**WHAT THE TASK ASKS:** After finding the line with "total edge weight." in the entries below, retype exactly each line from there through the line with "if orig_deg.len() != graph.node_count()", including that final line.

**THE RECORDS:**
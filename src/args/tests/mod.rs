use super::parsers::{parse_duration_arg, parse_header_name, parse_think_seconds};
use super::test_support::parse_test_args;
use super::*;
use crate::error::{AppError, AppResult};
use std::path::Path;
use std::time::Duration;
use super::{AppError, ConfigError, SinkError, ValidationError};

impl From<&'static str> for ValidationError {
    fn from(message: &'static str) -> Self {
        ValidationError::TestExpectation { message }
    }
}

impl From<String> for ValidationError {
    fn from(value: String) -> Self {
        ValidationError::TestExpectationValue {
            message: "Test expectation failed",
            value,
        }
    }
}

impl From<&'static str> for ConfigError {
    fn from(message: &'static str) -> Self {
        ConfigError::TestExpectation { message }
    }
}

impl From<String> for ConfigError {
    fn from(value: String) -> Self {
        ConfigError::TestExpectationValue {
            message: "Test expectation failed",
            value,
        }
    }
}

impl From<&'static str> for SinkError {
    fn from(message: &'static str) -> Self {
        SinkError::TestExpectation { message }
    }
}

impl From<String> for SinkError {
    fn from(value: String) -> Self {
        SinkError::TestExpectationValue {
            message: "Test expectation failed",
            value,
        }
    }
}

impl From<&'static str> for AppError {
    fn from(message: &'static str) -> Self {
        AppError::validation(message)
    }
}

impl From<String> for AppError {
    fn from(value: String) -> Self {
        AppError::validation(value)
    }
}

---

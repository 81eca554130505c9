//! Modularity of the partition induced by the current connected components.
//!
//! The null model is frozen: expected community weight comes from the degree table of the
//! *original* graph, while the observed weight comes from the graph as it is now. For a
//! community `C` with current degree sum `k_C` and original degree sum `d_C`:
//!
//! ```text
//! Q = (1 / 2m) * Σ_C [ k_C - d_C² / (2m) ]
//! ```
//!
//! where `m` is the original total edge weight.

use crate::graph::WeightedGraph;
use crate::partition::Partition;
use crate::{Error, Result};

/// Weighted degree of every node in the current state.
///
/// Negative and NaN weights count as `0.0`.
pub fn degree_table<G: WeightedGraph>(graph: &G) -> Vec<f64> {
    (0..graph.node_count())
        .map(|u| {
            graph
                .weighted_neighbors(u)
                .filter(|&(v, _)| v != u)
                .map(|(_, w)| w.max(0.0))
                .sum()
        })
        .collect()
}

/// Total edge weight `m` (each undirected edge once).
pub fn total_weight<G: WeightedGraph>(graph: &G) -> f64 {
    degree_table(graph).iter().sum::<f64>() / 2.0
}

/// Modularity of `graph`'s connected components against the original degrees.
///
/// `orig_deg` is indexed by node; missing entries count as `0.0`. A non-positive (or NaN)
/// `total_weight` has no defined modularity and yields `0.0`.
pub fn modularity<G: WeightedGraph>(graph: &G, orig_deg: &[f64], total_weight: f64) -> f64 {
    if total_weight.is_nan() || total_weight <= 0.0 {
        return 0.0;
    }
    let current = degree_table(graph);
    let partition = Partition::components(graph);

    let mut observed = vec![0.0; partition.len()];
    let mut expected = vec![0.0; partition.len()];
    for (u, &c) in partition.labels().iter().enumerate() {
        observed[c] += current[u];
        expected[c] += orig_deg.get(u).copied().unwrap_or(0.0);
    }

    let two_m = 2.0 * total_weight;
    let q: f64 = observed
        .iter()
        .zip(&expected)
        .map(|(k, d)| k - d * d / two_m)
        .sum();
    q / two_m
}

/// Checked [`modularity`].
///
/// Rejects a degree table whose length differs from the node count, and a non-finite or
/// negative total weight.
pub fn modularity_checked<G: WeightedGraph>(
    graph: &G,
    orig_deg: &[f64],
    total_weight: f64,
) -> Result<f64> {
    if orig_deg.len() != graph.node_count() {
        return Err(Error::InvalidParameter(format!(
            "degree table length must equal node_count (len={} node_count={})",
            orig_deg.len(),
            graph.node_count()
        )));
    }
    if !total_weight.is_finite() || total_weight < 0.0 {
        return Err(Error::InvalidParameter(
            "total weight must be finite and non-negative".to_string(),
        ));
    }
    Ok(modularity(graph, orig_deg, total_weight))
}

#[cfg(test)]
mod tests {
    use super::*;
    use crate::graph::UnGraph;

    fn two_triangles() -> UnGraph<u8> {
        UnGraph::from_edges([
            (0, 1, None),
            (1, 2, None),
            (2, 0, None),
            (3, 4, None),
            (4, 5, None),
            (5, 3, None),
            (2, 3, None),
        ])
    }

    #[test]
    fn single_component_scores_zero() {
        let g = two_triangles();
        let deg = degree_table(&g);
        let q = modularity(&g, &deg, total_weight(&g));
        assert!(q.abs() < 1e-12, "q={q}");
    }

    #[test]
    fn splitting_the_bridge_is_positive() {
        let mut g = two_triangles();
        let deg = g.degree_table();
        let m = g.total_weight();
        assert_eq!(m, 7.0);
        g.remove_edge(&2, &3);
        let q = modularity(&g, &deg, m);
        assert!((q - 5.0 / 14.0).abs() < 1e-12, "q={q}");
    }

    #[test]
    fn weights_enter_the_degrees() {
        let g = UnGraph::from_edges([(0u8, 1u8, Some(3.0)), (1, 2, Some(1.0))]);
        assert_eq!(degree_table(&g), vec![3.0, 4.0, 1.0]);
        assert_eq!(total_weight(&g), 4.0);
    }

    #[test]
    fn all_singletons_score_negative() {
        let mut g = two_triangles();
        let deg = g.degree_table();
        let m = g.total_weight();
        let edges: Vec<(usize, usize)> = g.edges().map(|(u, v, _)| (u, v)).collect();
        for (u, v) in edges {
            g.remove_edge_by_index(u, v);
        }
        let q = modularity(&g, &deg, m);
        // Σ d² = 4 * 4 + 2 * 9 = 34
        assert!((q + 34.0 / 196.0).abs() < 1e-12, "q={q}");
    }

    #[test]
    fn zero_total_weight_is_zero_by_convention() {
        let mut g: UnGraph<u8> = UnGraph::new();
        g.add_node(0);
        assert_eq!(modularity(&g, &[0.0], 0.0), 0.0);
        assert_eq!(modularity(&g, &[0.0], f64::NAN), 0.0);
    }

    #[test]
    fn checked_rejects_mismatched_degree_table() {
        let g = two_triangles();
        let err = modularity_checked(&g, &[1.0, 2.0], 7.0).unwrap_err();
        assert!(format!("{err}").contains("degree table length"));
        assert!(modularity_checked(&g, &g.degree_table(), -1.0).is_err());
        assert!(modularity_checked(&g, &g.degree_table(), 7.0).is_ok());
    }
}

**TASK SOLUTION:**
//! where `m` is the original total edge weight.

use crate::graph::WeightedGraph;
use crate::partition::Partition;
use crate::{Error, Result};

/// Weighted degree of every node in the current state.
///
/// Negative and NaN weights count as `0.0`.
pub fn degree_table<G: WeightedGraph>(graph: &G) -> Vec<f64> {
    (0..graph.node_count())
        .map(|u| {
            graph
                .weighted_neighbors(u)
                .filter(|&(v, _)| v != u)
                .map(|(_, w)| w.max(0.0))
                .sum()
        })
        .collect()
}

/// Total edge weight `m` (each undirected edge once).
pub fn total_weight<G: WeightedGraph>(graph: &G) -> f64 {
    degree_table(graph).iter().sum::<f64>() / 2.0
}

/// Modularity of `graph`'s connected components against the original degrees.
///
/// `orig_deg` is indexed by node; missing entries count as `0.0`. A non-positive (or NaN)
/// `total_weight` has no defined modularity and yields `0.0`.
pub fn modularity<G: WeightedGraph>(graph: &G, orig_deg: &[f64], total_weight: f64) -> f64 {
    if total_weight.is_nan() || total_weight <= 0.0 {
        return 0.0;
    }
    let current = degree_table(graph);
    let partition = Partition::components(graph);

    let mut observed = vec![0.0; partition.len()];
    let mut expected = vec![0.0; partition.len()];
    for (u, &c) in partition.labels().iter().enumerate() {
        observed[c] += current[u];
        expected[c] += orig_deg.get(u).copied().unwrap_or(0.0);
    }

    let two_m = 2.0 * total_weight;
    let q: f64 = observed
        .iter()
        .zip(&expected)
        .map(|(k, d)| k - d * d / two_m)
        .sum();
    q / two_m
}

/// Checked [`modularity`].
///
/// Rejects a degree table whose length differs from the node count, and a non-finite or
/// negative total weight.
pub fn modularity_checked<G: WeightedGraph>(
    graph: &G,
    orig_deg: &[f64],
    total_weight: f64,
) -> Result<f64> {
    if orig_deg.len() != graph.node_count() {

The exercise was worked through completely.